Defense attorneys also said they have noticed more thorough Florida Bar investigations since the Rothstein fraud, with relatively small trust account mistakes drawing closer scrutiny.
“The response used to be, ‘OK, don’t do it again.’ Now the response is, ‘Well, we need to see three to six months of bank statements [and] trust account records,’” Tannebaum said.
A Florida Bar spokesperson said the disciplinary investigation process has not changed since Rothstein.
“The Bar investigates each potential trust accounting violation by conducting an audit pursuant to the Rules Regulating The Florida Bar,” a bar statement said. ”Following a review of the discipline system in 2012 by the Hawkins Commission, revised communications procedures were put in place regarding high-profile cases to keep the public and members better informed.”
The Florida Supreme Court appears to be handing out harsher discipline for inadvertent trust account violations in recent years, attorneys interviewed for this story observed—although the punishment for stealing has remained constant.
“I can tell you that lawyers who take money out of their trust account intentionally, lose their license, whether it’s $15 or $15 million,” Coleman said. “It’s the death penalty. … You touch trust account money, you’re dead, you’re toast, you’re history.”
A Different Choice
If all else fails, lawyers facing financial hardship might do well to remember one principle: karma.
Miami attorney Jim Ferraro is a strong believer in “what goes around comes around.” The Ferraro Law Firm founder had just hung his shingle representing football players back in 1987 when he found himself under “tremendous financial strain,” he recalled in his book “Blindsided.” No new business was coming in because of negative publicity from a high-profile client’s arrest.
“To stay alive and make payroll, I maxed out my one and only credit card for $5,000 and borrowed $5,000 from my old buddy Hercules,” Ferraro wrote in the 2017 book.

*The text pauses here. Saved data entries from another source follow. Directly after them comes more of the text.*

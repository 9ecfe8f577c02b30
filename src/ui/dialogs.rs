use crossterm::event::{KeyCode, KeyEvent};
use ratatui::buffer::Buffer;
use ratatui::layout::Rect;
use ratatui::style::{Color, Modifier, Style};
use unicode_segmentation::UnicodeSegmentation;
use unicode_width::UnicodeWidthStr;

use super::overlay::{put_line, put_right, OverlayLayout};
use super::{Modal, Step};
use crate::delivery::{DispatchReport, RecipientOutcome};

const HELP_LINES: [&str; 6] = [
    "Send: select lists, choose recipients, write message, preview, send.",
    "Lists: preview, add, or remove names and numbers.",
    "Recipients: comma or space separated; use aliases if set.",
    "Message: Ctrl+D to finish, Esc to cancel.",
    "List browser: type to filter; Space toggles selection.",
    "Keys: arrows or j/k to move, Enter to select, Esc to go back.",
];

fn dim() -> Style {
    Style::default().add_modifier(Modifier::DIM)
}

/// Dismissible message box; any key closes it.
pub struct Notice {
    title: String,
    body: String,
}

impl Notice {
    pub fn new(title: impl Into<String>, body: impl Into<String>) -> Self {
        Self {
            title: title.into(),
            body: body.into(),
        }
    }

    pub fn title(&self) -> &str {
        &self.title
    }

    pub fn body(&self) -> &str {
        &self.body
    }
}

impl Modal for Notice {
    type Output = ();

    fn overlay(&self, _screen: Rect) -> OverlayLayout {
        let width = (self.title.len() as u16).saturating_add(10).clamp(40, 70);
        OverlayLayout::new(7, width, &self.title).footer("Press any key.")
    }

    fn render(&mut self, buf: &mut Buffer, content: Rect) {
        for (row, line) in wrap_text(&self.body, content.width as usize)
            .iter()
            .take(3)
            .enumerate()
        {
            put_line(buf, content, row as u16 + 1, line, Style::default());
        }
    }

    fn handle_key(&mut self, _key: KeyEvent) -> Step<()> {
        Step::Done(())
    }
}

/// Vertical menu of labelled options. Choosing an option without a value
/// (such as "Back") behaves like Esc.
pub struct MenuPrompt<V> {
    title: String,
    options: Vec<(String, Option<V>)>,
    index: usize,
    offset: usize,
    rows: usize,
}

impl<V: Clone> MenuPrompt<V> {
    pub fn new(title: impl Into<String>, options: Vec<(String, Option<V>)>) -> Self {
        Self {
            title: title.into(),
            options,
            index: 0,
            offset: 0,
            rows: 1,
        }
    }

    pub fn index(&self) -> usize {
        self.index
    }

    fn move_by(&mut self, delta: isize) {
        if self.options.is_empty() {
            return;
        }
        let last = self.options.len() as isize - 1;
        self.index = (self.index as isize + delta).clamp(0, last) as usize;
        self.scroll();
    }

    fn scroll(&mut self) {
        if self.index < self.offset {
            self.offset = self.index;
        }
        if self.index >= self.offset + self.rows {
            self.offset = self.index + 1 - self.rows;
        }
    }
}

impl<V: Clone> Modal for MenuPrompt<V> {
    type Output = V;

    fn overlay(&self, _screen: Rect) -> OverlayLayout {
        let height = (self.options.len() as u16).saturating_add(4).min(12);
        OverlayLayout::new(height, 32, &self.title).footer("Enter select | Esc back")
    }

    fn render(&mut self, buf: &mut Buffer, content: Rect) {
        self.rows = (content.height.saturating_sub(1) as usize).max(1);
        self.scroll();
        let end = (self.offset + self.rows).min(self.options.len());
        for (row, position) in (self.offset..end).enumerate() {
            let style = if position == self.index {
                Style::default().add_modifier(Modifier::REVERSED)
            } else {
                Style::default()
            };
            let label = format!("{:<20}", self.options[position].0);
            put_line(buf, content, row as u16 + 1, &label, style);
        }
        if self.offset > 0 {
            put_right(buf, content, 0, "^", dim());
        }
        if end < self.options.len() {
            put_right(buf, content, self.rows as u16, "v", dim());
        }
    }

    fn handle_key(&mut self, key: KeyEvent) -> Step<V> {
        match key.code {
            KeyCode::Up | KeyCode::Char('k') => self.move_by(-1),
            KeyCode::Down | KeyCode::Char('j') => self.move_by(1),
            KeyCode::Enter => {
                return match self.options.get(self.index).and_then(|(_, v)| v.clone()) {
                    Some(value) => Step::Done(value),
                    None => Step::Cancel,
                }
            }
            KeyCode::Esc => return Step::Cancel,
            _ => {}
        }
        Step::Continue
    }
}

/// Final confirmation before dispatch.
pub struct PreviewView {
    list_label: String,
    recipients: Vec<String>,
    missing: Vec<String>,
    message: String,
}

impl PreviewView {
    pub fn new(
        list_label: impl Into<String>,
        recipients: Vec<String>,
        missing: Vec<String>,
        message: impl Into<String>,
    ) -> Self {
        Self {
            list_label: list_label.into(),
            recipients,
            missing,
            message: message.into(),
        }
    }

    fn lines(&self, width: usize) -> Vec<(String, Style)> {
        let mut lines = vec![(format!("List: {}", self.list_label), Style::default())];
        let names = format!(
            "Recipients ({}): {}",
            self.recipients.len(),
            self.recipients.join(", ")
        );
        lines.extend(
            wrap_text(&names, width)
                .into_iter()
                .map(|line| (line, Style::default())),
        );
        if !self.missing.is_empty() {
            let missing = format!("Unmatched (ignored): {}", self.missing.join(", "));
            lines.extend(wrap_text(&missing, width).into_iter().map(|line| (line, dim())));
        }
        lines.push((String::new(), Style::default()));
        lines.push((
            "Message:".to_string(),
            Style::default().add_modifier(Modifier::BOLD),
        ));
        if self.message.is_empty() {
            lines.push(("(empty)".to_string(), Style::default()));
        }
        for paragraph in self.message.lines() {
            let wrapped = wrap_text(paragraph, width);
            if wrapped.is_empty() {
                lines.push((String::new(), Style::default()));
            }
            lines.extend(wrapped.into_iter().map(|line| (line, Style::default())));
        }
        lines
    }
}

impl Modal for PreviewView {
    type Output = ();

    fn overlay(&self, screen: Rect) -> OverlayLayout {
        OverlayLayout::new(
            20.min(screen.height.saturating_sub(4)),
            78.min(screen.width.saturating_sub(6)),
            "Preview",
        )
        .footer("Enter send | Esc cancel")
    }

    fn render(&mut self, buf: &mut Buffer, content: Rect) {
        for (row, (line, style)) in self.lines(content.width as usize).iter().enumerate() {
            let row = row as u16 + 1;
            if row >= content.height {
                break;
            }
            put_line(buf, content, row, line, *style);
        }
    }

    fn handle_key(&mut self, key: KeyEvent) -> Step<()> {
        match key.code {
            KeyCode::Enter => Step::Done(()),
            KeyCode::Esc => Step::Cancel,
            _ => Step::Continue,
        }
    }
}

pub struct HelpView;

impl Modal for HelpView {
    type Output = ();

    fn overlay(&self, _screen: Rect) -> OverlayLayout {
        let height = (HELP_LINES.len() as u16 + 4).min(12);
        OverlayLayout::new(height, 78, "Help").footer("Press any key.")
    }

    fn render(&mut self, buf: &mut Buffer, content: Rect) {
        for (row, line) in HELP_LINES.iter().enumerate() {
            put_line(buf, content, row as u16 + 1, line, Style::default());
        }
    }

    fn handle_key(&mut self, _key: KeyEvent) -> Step<()> {
        Step::Done(())
    }
}

/// Live status of a dispatch. Accepts a key only once the report is in.
pub struct ProgressView {
    total: usize,
    lines: Vec<(String, Style)>,
    done: bool,
}

impl ProgressView {
    pub fn new(total: usize) -> Self {
        Self {
            total,
            lines: Vec::new(),
            done: false,
        }
    }

    pub fn lines(&self) -> impl Iterator<Item = &str> {
        self.lines.iter().map(|(line, _)| line.as_str())
    }

    pub fn is_done(&self) -> bool {
        self.done
    }

    pub fn started(&mut self, name: &str) {
        self.lines
            .push((format!("-> {name} ..."), Style::default()));
    }

    /// Replaces the pending line for this recipient with its outcome.
    pub fn finished(&mut self, result: &RecipientOutcome) {
        let pending = format!("-> {} ...", result.name);
        if self.lines.last().map(|(line, _)| line == &pending) == Some(true) {
            self.lines.pop();
        }
        let (status, color) = if result.outcome.ok {
            ("OK", Color::Green)
        } else {
            ("FAIL", Color::Red)
        };
        let mut line = format!("{status} {}", result.name);
        if !result.outcome.detail.is_empty() {
            line = format!("{line} ({})", result.outcome.detail);
        }
        self.lines.push((line, Style::default().fg(color)));
    }

    pub fn complete(&mut self, report: &DispatchReport) {
        self.lines.push((String::new(), Style::default()));
        self.lines.push((
            format!(
                "Sent: {} | Failed: {} | {}",
                report.sent(),
                report.failed(),
                report.finished_clock()
            ),
            Style::default().add_modifier(Modifier::BOLD),
        ));
        let failed = report.failed_names();
        if !failed.is_empty() {
            self.lines
                .push((format!("Failed: {}", failed.join(", ")), dim()));
        }
        self.done = true;
    }
}

impl Modal for ProgressView {
    type Output = ();

    fn overlay(&self, screen: Rect) -> OverlayLayout {
        let wanted = (self.total as u16).saturating_add(6).max(10);
        let footer = if self.done {
            "Done. Press any key."
        } else {
            "Sending..."
        };
        OverlayLayout::new(
            wanted.min(screen.height.saturating_sub(4)),
            70.min(screen.width.saturating_sub(6)),
            "Sending",
        )
        .footer(footer)
    }

    fn render(&mut self, buf: &mut Buffer, content: Rect) {
        let header = format!("Sending {} message(s)...", self.total);
        put_line(buf, content, 1, &header, Style::default());
        let room = content.height.saturating_sub(3) as usize;
        let skip = self.lines.len().saturating_sub(room);
        for (row, (line, style)) in self.lines.iter().skip(skip).enumerate() {
            put_line(buf, content, row as u16 + 3, line, *style);
        }
    }

    fn handle_key(&mut self, _key: KeyEvent) -> Step<()> {
        if self.done {
            Step::Done(())
        } else {
            Step::Continue
        }
    }
}

/// Greedy word wrap to `width` columns; words wider than a line are split.
/// Blank input yields no lines.
pub fn wrap_text(text: &str, width: usize) -> Vec<String> {
    let width = width.max(1);
    let mut lines = Vec::new();
    let mut current = String::new();
    for word in text.split_whitespace() {
        let mut word = word.to_string();
        while UnicodeWidthStr::width(word.as_str()) > width {
            if !current.is_empty() {
                lines.push(std::mem::take(&mut current));
            }
            let (head, tail) = split_at_width(&word, width);
            lines.push(head);
            word = tail;
        }
        let needed = if current.is_empty() {
            UnicodeWidthStr::width(word.as_str())
        } else {
            UnicodeWidthStr::width(current.as_str()) + 1 + UnicodeWidthStr::width(word.as_str())
        };
        if needed > width && !current.is_empty() {
            lines.push(std::mem::take(&mut current));
        }
        if !current.is_empty() {
            current.push(' ');
        }
        current.push_str(&word);
    }
    if !current.is_empty() {
        lines.push(current);
    }
    lines
}

fn split_at_width(word: &str, width: usize) -> (String, String) {
    let mut head = String::new();
    let mut used = 0;
    let mut rest = String::new();
    let mut full = false;
    for grapheme in word.graphemes(true) {
        let w = UnicodeWidthStr::width(grapheme);
        if !full && (used + w <= width || head.is_empty()) {
            head.push_str(grapheme);
            used += w;
        } else {
            full = true;
            rest.push_str(grapheme);
        }
    }
    (head, rest)
}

One day, Ferraro received a $3,000 insurance refund check for his client Eddie Brown, the 1985 NFL Rookie of the Year. The check was made out to Ferraro by mistake.
“I was so desperate for money that I very seriously considered depositing it into my account,” Ferraro wrote. “I was financially at rock bottom. There wasn’t a chance Eddie would ever know what I had done. I thought long and hard about how badly I needed that money, and naturally assured myself I’d pay it back to him someday. I had the check in my sweaty hand, literally staring at it for several minutes.”
Then Ferraro decided he couldn’t live with himself if he stole the money. He picked up the phone, called Brown and deposited the check into his client’s account.
“Within three years, four at the most, of having the check in my hand, I was making more money than I’ve ever seen in my life,” Ferraro told the Daily Business Review.
The opportunity came along in 1988 for Ferraro to get into asbestos litigation, and he started bringing in seven figures annually. Today, his firm is nationally recognized for its mass tort work. The once-broke attorney recently bought a $21.5 million penthouse condo on Fisher Island.
Ferraro said there’s no doubt in his mind that if he had stolen Brown’s check, he would never have gotten caught—but his life would have gone a totally different way.
“It doesn’t matter what religion you are,” the attorney said. “It’s a karmic type of thing.”